Ed eccomi qui che, dopo una buona dose di palline di polistirolo riempitive riguardanti il contenitore, provo a spurgare la dipendenza dal contenuto sorvolando con leggerezza sulle pagine che mi hanno coinvolto e cercando di non rimanerne di nuovo irretito. E allora accenno quasi di sfuggita alla profetica descrizione del crollo della videofonia raccontata e supportata da un'approfondita analisi delle cause tra le pagine centosettantadue e centosettantotto, più o meno proprio quello che si è verificato nella realtà in anni ben successivi alla pubblicazione del libercolo.
Poi sfioro appena il discorso del padre di J. O. Incandenza al figlio, un monologo sul talento, sulle occasioni perdute della vita, sulle aspettative dei genitori.
Arrivo planando sulla serie di elenchi (e se avete letto il post sugli elenchi di Perec sapete quale effetto trascinante abbia questo tipo di lettura sui miei bulbi oculari) e atterro con un tonfo sui consigli "ecco come fare" dati nella cartuccia di intrattenimento da Hal Incandenza ai giovani tennisti dell'ETA, poi sui messaggi esilaranti scritti alla casella di posta della sig. na Patricia Montesian del CAAS, poi ancora sulla lista delle fughe abusabili ben ampliato nella nota numero settanta, e ancora sulle cose che si imparano se hai l’opportunità di passare del tempo in una struttura statale di recupero da sostanze come la Ennet House di Enfield Ma, fino a sbattere occhi, muso e stomaco sulla lunga, ipnotica e geniale evocazione delle menomazioni e imperfezioni fisiche snocciolata da Madame Psychosis nel suo + o -  Sessanta Minuti. Verrebbe la voglia di cercare su Wikipedia ognuno di questi astrusi termini medici, ma è preferibile non fermarsi alla mera comprensione dei termini e provare a leggerli ad alta voce (forse meglio se non si è in metro, stavolta) assaporandone i suoni con le viscere più che con le orecchie e con il cervello. Il bisogno di apprenderne il significato passa in secondo piano, d'altra parte se DFW avesse ritenuto indispensabile far conoscere il senso letterale dei termini ai propri lettori avrebbe inserito delle note, non mi pare si sia fatto troppi problemi in altre occasioni.

L'edificio dell'Unione, Enfield, Ma
Poi mi areno, e sono ormai in piena scimmia, nelle tre doverose letture che ho dedicato alle pagine duecentoventidue e duecentoventitre, la descrizione dell’architettura dell’edificio dell’Unione, in tutto e per tutto simile ad un cervello umano. Pia madre, chiasmi ottici, area uditiva, mesencefalo, solco frontale inferiore, sutura parieto-occipitale, giro temporale superiore, Ponte di Varolio, abducente, midollo allungato, in queste pagine non si riferiscono a parti del cervello umano ma a elementi architettonici del sito da dove Madame Psychosis trasmette il suo programma radiofonico indirizzato al solito target di geek genialoidi e nerd del MIT, in una sorta di grande metonimia in cui si mette in relazione un contenitore (l’edificio) a un contenuto ad esso simile (i cervelloni degli studenti).
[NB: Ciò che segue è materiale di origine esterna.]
//! Lock coordinator integration tests against a real Postgres instance.
//!
//! Covers the full arbitration protocol shared by the WebSocket and REST
//! transports: acquire/deny/idempotent re-acquire, the upgrade
//! double-check, release ownership rules, disconnect cleanup, and the
//! content-edit gate.

use std::sync::Arc;

use assert_matches::assert_matches;
use sqlx::PgPool;

use filehub_api::coordinator::{LockCaller, LockCoordinator};
use filehub_api::error::AppError;
use filehub_api::partitions::PartitionRegistry;
use filehub_core::audit::events;
use filehub_core::error::LockError;
use filehub_core::locking::{LockKind, LockOwner};
use filehub_events::EventBus;

// ---------------------------------------------------------------------------
// Helpers
// ---------------------------------------------------------------------------

fn coordinator(pool: PgPool) -> (LockCoordinator, Arc<EventBus>) {
    let partitions = Arc::new(PartitionRegistry::new("127.0.0.1", 3000));
    let bus = Arc::new(EventBus::default());
    let coordinator = LockCoordinator::new(pool, partitions, Arc::clone(&bus), 30);
    (coordinator, bus)
}

fn owner(id: i64, name: &str) -> LockOwner {
    LockOwner {
        id,
        email: format!("{}@example.com", name.to_lowercase()),
        display_name: name.to_string(),
    }
}

fn rest_caller(id: i64, name: &str) -> LockCaller {
    LockCaller::new(owner(id, name), None, false)
}

fn ws_caller(id: i64, name: &str, conn: &str) -> LockCaller {
    LockCaller::new(owner(id, name), Some(conn.to_string()), false)
}

fn admin_caller(id: i64, name: &str) -> LockCaller {
    LockCaller::new(owner(id, name), None, true)
}

// ---------------------------------------------------------------------------
// Acquire
// ---------------------------------------------------------------------------

#[sqlx::test(migrations = "../db/migrations")]
async fn first_acquire_wins_second_owner_is_denied(pool: PgPool) {
    let (coord, _bus) = coordinator(pool);
    let ada = rest_caller(1, "Ada");
    let grace = rest_caller(2, "Grace");

    let outcome = coord
        .acquire(&ada, "f1", Some("notes.txt"), LockKind::Read, None)
        .await
        .unwrap();
    assert!(outcome.newly_acquired);
    assert_eq!(outcome.lock.kind(), LockKind::Read);

    let err = coord
        .acquire(&grace, "f1", None, LockKind::Read, None)
        .await
        .unwrap_err();
    assert_matches!(
        err,
        AppError::Lock(LockError::HeldByOther { ref holder, .. }) if holder.id == 1
    );
}

#[sqlx::test(migrations = "../db/migrations")]
async fn reacquire_by_same_owner_is_idempotent(pool: PgPool) {
    let (coord, bus) = coordinator(pool);
    let mut rx = bus.subscribe();
    let ada = rest_caller(1, "Ada");

    coord
        .acquire(&ada, "f1", None, LockKind::Read, None)
        .await
        .unwrap();
    let second = coord
        .acquire(&ada, "f1", None, LockKind::Read, None)
        .await
        .unwrap();

    assert!(!second.newly_acquired);
    assert_eq!(second.lock.owner_id, 1);

    // Only the fresh grant was published.
    let event = rx.recv().await.unwrap();
    assert_eq!(event.event_type, events::LOCK_ACQUIRED);
    assert!(rx.try_recv().is_err());
}

#[sqlx::test(migrations = "../db/migrations")]
async fn second_session_of_the_same_owner_is_denied(pool: PgPool) {
    let (coord, _bus) = coordinator(pool);

    coord
        .acquire(&ws_caller(1, "Ada", "conn-a"), "f1", None, LockKind::Read, None)
        .await
        .unwrap();

    // Another connection of the same user could never upgrade, edit, or
    // free this lock on disconnect, so the grant must be refused outright.
    let err = coord
        .acquire(&ws_caller(1, "Ada", "conn-b"), "f1", None, LockKind::Read, None)
        .await
        .unwrap_err();
    assert_matches!(
        err,
        AppError::Lock(LockError::HeldByOther { ref holder, .. }) if holder.id == 1
    );

    // The owning connection still re-acquires idempotently.
    let again = coord
        .acquire(&ws_caller(1, "Ada", "conn-a"), "f1", None, LockKind::Read, None)
        .await
        .unwrap();
    assert!(!again.newly_acquired);
}

#[sqlx::test(migrations = "../db/migrations")]
async fn acquire_publishes_kind_and_partition(pool: PgPool) {
    let (coord, bus) = coordinator(pool);
    let mut rx = bus.subscribe();

    coord
        .acquire(&rest_caller(1, "Ada"), "f1", Some("notes.txt"), LockKind::Write, None)
        .await
        .unwrap();

    let event = rx.recv().await.unwrap();
    assert_eq!(event.event_type, events::LOCK_ACQUIRED);
    assert_eq!(event.file_id.as_deref(), Some("f1"));
    assert_eq!(event.filename.as_deref(), Some("notes.txt"));
    assert_eq!(event.payload["kind"], "write");
    assert_eq!(event.payload["server_id"], "main");
}

#[sqlx::test(migrations = "../db/migrations")]
async fn acquire_on_unknown_partition_is_rejected(pool: PgPool) {
    let (coord, _bus) = coordinator(pool);

    let err = coord
        .acquire(
            &rest_caller(1, "Ada"),
            "f1",
            None,
            LockKind::Read,
            Some("server-9999"),
        )
        .await
        .unwrap_err();
    assert_matches!(err, AppError::Lock(LockError::PartitionOffline(_)));
}

#[sqlx::test(migrations = "../db/migrations")]
async fn acquire_rejects_empty_file_id(pool: PgPool) {
    let (coord, _bus) = coordinator(pool);

    let err = coord
        .acquire(&rest_caller(1, "Ada"), "  ", None, LockKind::Read, None)
        .await
        .unwrap_err();
    assert_matches!(err, AppError::Lock(LockError::Validation(_)));
}

// ---------------------------------------------------------------------------
// Upgrade
// ---------------------------------------------------------------------------

#[sqlx::test(migrations = "../db/migrations")]
async fn upgrade_transitions_read_to_write(pool: PgPool) {
    let (coord, bus) = coordinator(pool);
    let ada = ws_caller(1, "Ada", "conn-a");

    coord
        .acquire(&ada, "f1", None, LockKind::Read, None)
        .await
        .unwrap();

    let mut rx = bus.subscribe();
    let upgraded = coord.upgrade(&ada, "f1").await.unwrap();
    assert_eq!(upgraded.kind(), LockKind::Write);

    let event = rx.recv().await.unwrap();
    assert_eq!(event.event_type, events::LOCK_UPGRADED);
}

#[sqlx::test(migrations = "../db/migrations")]
async fn upgrade_without_holding_the_lock_fails(pool: PgPool) {
    let (coord, _bus) = coordinator(pool);

    let err = coord
        .upgrade(&rest_caller(1, "Ada"), "f1")
        .await
        .unwrap_err();
    assert_matches!(err, AppError::Lock(LockError::NotLockHolder(_)));
}

#[sqlx::test(migrations = "../db/migrations")]
async fn upgrade_of_someone_elses_lock_fails(pool: PgPool) {
    let (coord, _bus) = coordinator(pool);

    coord
        .acquire(&rest_caller(1, "Ada"), "f1", None, LockKind::Read, None)
        .await
        .unwrap();

    let err = coord
        .upgrade(&rest_caller(2, "Grace"), "f1")
        .await
        .unwrap_err();
    assert_matches!(err, AppError::Lock(LockError::NotLockHolder(_)));
}

#[sqlx::test(migrations = "../db/migrations")]
async fn ws_caller_cannot_upgrade_another_connections_lock(pool: PgPool) {
    let (coord, _bus) = coordinator(pool);

    // Same user, two sessions: the lock belongs to conn-a.
    coord
        .acquire(&ws_caller(1, "Ada", "conn-a"), "f1", None, LockKind::Read, None)
        .await
        .unwrap();

    let err = coord
        .upgrade(&ws_caller(1, "Ada", "conn-b"), "f1")
        .await
        .unwrap_err();
    assert_matches!(err, AppError::Lock(LockError::NotLockHolder(_)));
}

#[sqlx::test(migrations = "../db/migrations")]
async fn upgrade_of_a_write_lock_is_idempotent(pool: PgPool) {
    let (coord, bus) = coordinator(pool);
    let ada = rest_caller(1, "Ada");

    coord
        .acquire(&ada, "f1", None, LockKind::Write, None)
        .await
        .unwrap();

    let mut rx = bus.subscribe();
    let lock = coord.upgrade(&ada, "f1").await.unwrap();
    assert_eq!(lock.kind(), LockKind::Write);
    // Nothing changed, nothing published.
    assert!(rx.try_recv().is_err());
}

// ---------------------------------------------------------------------------
// Release
// ---------------------------------------------------------------------------

#[sqlx::test(migrations = "../db/migrations")]
async fn release_is_idempotent(pool: PgPool) {
    let (coord, _bus) = coordinator(pool);
    let ada = rest_caller(1, "Ada");

    coord
        .acquire(&ada, "f1", None, LockKind::Read, None)
        .await
        .unwrap();

    assert!(coord.release(&ada, "f1").await.unwrap());
    assert!(!coord.release(&ada, "f1").await.unwrap());
}

#[sqlx::test(migrations = "../db/migrations")]
async fn release_by_non_holder_is_denied(pool: PgPool) {
    let (coord, _bus) = coordinator(pool);

    coord
        .acquire(&rest_caller(1, "Ada"), "f1", None, LockKind::Read, None)
        .await
        .unwrap();

    let err = coord
        .release(&rest_caller(2, "Grace"), "f1")
        .await
        .unwrap_err();
    assert_matches!(
        err,
        AppError::Lock(LockError::NotAllowed { ref holder, .. }) if holder.id == 1
    );
}

#[sqlx::test(migrations = "../db/migrations")]
async fn admin_can_force_release(pool: PgPool) {
    let (coord, bus) = coordinator(pool);

    coord
        .acquire(&rest_caller(1, "Ada"), "f1", None, LockKind::Write, None)
        .await
        .unwrap();

    let mut rx = bus.subscribe();
    assert!(coord.release(&admin_caller(99, "Root"), "f1").await.unwrap());

    let event = rx.recv().await.unwrap();
    assert_eq!(event.event_type, events::LOCK_RELEASED);
    assert_eq!(event.payload["forced"], true);
}

#[sqlx::test(migrations = "../db/migrations")]
async fn disconnect_cleanup_releases_only_that_connections_locks(pool: PgPool) {
    let (coord, _bus) = coordinator(pool);

    coord
        .acquire(&ws_caller(1, "Ada", "conn-a"), "f1", None, LockKind::Read, None)
        .await
        .unwrap();
    coord
        .acquire(&ws_caller(1, "Ada", "conn-a"), "f2", None, LockKind::Write, None)
        .await
        .unwrap();
    coord
        .acquire(&ws_caller(2, "Grace", "conn-b"), "f3", None, LockKind::Read, None)
        .await
        .unwrap();

    let released = coord.release_all_for_connection("conn-a").await.unwrap();
    assert_eq!(released, 2);

    assert!(coord.lock_for("f1").await.unwrap().is_none());
    assert!(coord.lock_for("f2").await.unwrap().is_none());
    assert!(coord.lock_for("f3").await.unwrap().is_some());
}

#[sqlx::test(migrations = "../db/migrations")]
async fn sweep_reclaims_expired_leases_and_publishes_once(pool: PgPool) {
    let (coord, bus) = coordinator(pool.clone());

    // An already-expired lease, written directly so a crashed session can
    // be simulated without waiting out a real lease.
    filehub_db::repositories::FileLockRepo::try_create(
        &pool,
        "stale",
        "stale.txt",
        LockKind::Write,
        1,
        "ada@example.com",
        "Ada",
        Some("conn-gone"),
        "main",
        -1,
    )
    .await
    .unwrap()
    .unwrap();
    coord
        .acquire(&rest_caller(2, "Grace"), "fresh", None, LockKind::Read, None)
        .await
        .unwrap();

    let mut rx = bus.subscribe();
    assert_eq!(coord.sweep_expired().await.unwrap(), 1);

    assert!(coord.lock_for("stale").await.unwrap().is_none());
    assert!(coord.lock_for("fresh").await.unwrap().is_some());

    let event = rx.recv().await.unwrap();
    assert_eq!(event.event_type, events::LOCK_EXPIRED);
    assert_eq!(event.payload["reason"], "lease");
    assert_eq!(event.payload["released"], 1);

    // A clean table sweeps quietly.
    assert_eq!(coord.sweep_expired().await.unwrap(), 0);
    assert!(rx.try_recv().is_err());
}

// ---------------------------------------------------------------------------
// Edit gate
// ---------------------------------------------------------------------------

#[sqlx::test(migrations = "../db/migrations")]
async fn edit_requires_a_write_lock(pool: PgPool) {
    let (coord, _bus) = coordinator(pool);
    let ada = ws_caller(1, "Ada", "conn-a");

    // No lock at all.
    let err = coord.authorize_edit(&ada, "f1").await.unwrap_err();
    assert_matches!(err, AppError::Lock(LockError::EditDenied(_)));

    // Read lock is not enough.
    coord
        .acquire(&ada, "f1", None, LockKind::Read, None)
        .await
        .unwrap();
    let err = coord.authorize_edit(&ada, "f1").await.unwrap_err();
    assert_matches!(err, AppError::Lock(LockError::EditDenied(_)));

    // After the upgrade the gate opens, but only for the holder.
    coord.upgrade(&ada, "f1").await.unwrap();
    assert!(coord.authorize_edit(&ada, "f1").await.is_ok());

    let grace = ws_caller(2, "Grace", "conn-b");
    let err = coord.authorize_edit(&grace, "f1").await.unwrap_err();
    assert_matches!(err, AppError::Lock(LockError::EditDenied(_)));
}

#[sqlx::test(migrations = "../db/migrations")]
async fn apply_edit_publishes_for_auditing(pool: PgPool) {
    let (coord, bus) = coordinator(pool);
    let ada = ws_caller(1, "Ada", "conn-a");

    coord
        .acquire(&ada, "f1", Some("notes.txt"), LockKind::Write, None)
        .await
        .unwrap();

    let mut rx = bus.subscribe();
    coord.apply_edit(&ada, "f1").await.unwrap();

    let event = rx.recv().await.unwrap();
    assert_eq!(event.event_type, events::FILE_EDITED);
    assert_eq!(event.filename.as_deref(), Some("notes.txt"));
    assert_eq!(event.origin_connection.as_deref(), Some("conn-a"));
}

// ---------------------------------------------------------------------------
// Views
// ---------------------------------------------------------------------------

#[sqlx::test(migrations = "../db/migrations")]
async fn allocation_view_counts_kinds_per_owner(pool: PgPool) {
    let (coord, _bus) = coordinator(pool);

    coord
        .acquire(&rest_caller(1, "Ada"), "f1", None, LockKind::Read, None)
        .await
        .unwrap();
    coord
        .acquire(&rest_caller(1, "Ada"), "f2", None, LockKind::Write, None)
        .await
        .unwrap();
    coord
        .acquire(&rest_caller(2, "Grace"), "f3", None, LockKind::Read, None)
        .await
        .unwrap();

    let entries = coord.allocation_view().await.unwrap();
    assert_eq!(entries.len(), 2);

    let ada = entries.iter().find(|e| e.owner_id == 1).unwrap();
    assert_eq!((ada.read_locks, ada.write_locks), (1, 1));

    let grace = entries.iter().find(|e| e.owner_id == 2).unwrap();
    assert_eq!((grace.read_locks, grace.write_locks), (1, 0));

    assert_eq!(coord.list_locks().await.unwrap().len(), 3);
}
Detto così pare la fiera del qualunque, ma si tratta di pagine memorabili. E ho trovato estremamente seducente l'intera descrizione del programma radiofonico di Madame Psychosis (a proposito, nella nota ventiquattro, quella sulla filmografia di J. O. Inc., Madame Psychosis compare spesso come attrice, non so se questo sia solo un piccolo indizio insignificante o se avrà un concreto seguito nella storia, ma in una recensione while reading come questa bisogna assumersi dei rischi, e io scommetto sulla seconda ipotesi).
Piano, vacci piano Tacchino, dovevi diluire, dovevi annacquare, e ti sei fatto coinvolgere di nuovo. Ok, solo un'ultima cosa prima di liberarvi dalle mie ossessioni: non so se avete notato la finezza: non ho numerato i post come ho fatto precedentemente con altri serial blogghistici, stavolta ognuno ha un nome, un po' come gli anni nell'era sponsorizzata per intenderci.
Fine.
Tante care cose a tutti.
(E ricordatevi che provare a ballare da sobri è tutto un altro paio di maniche.)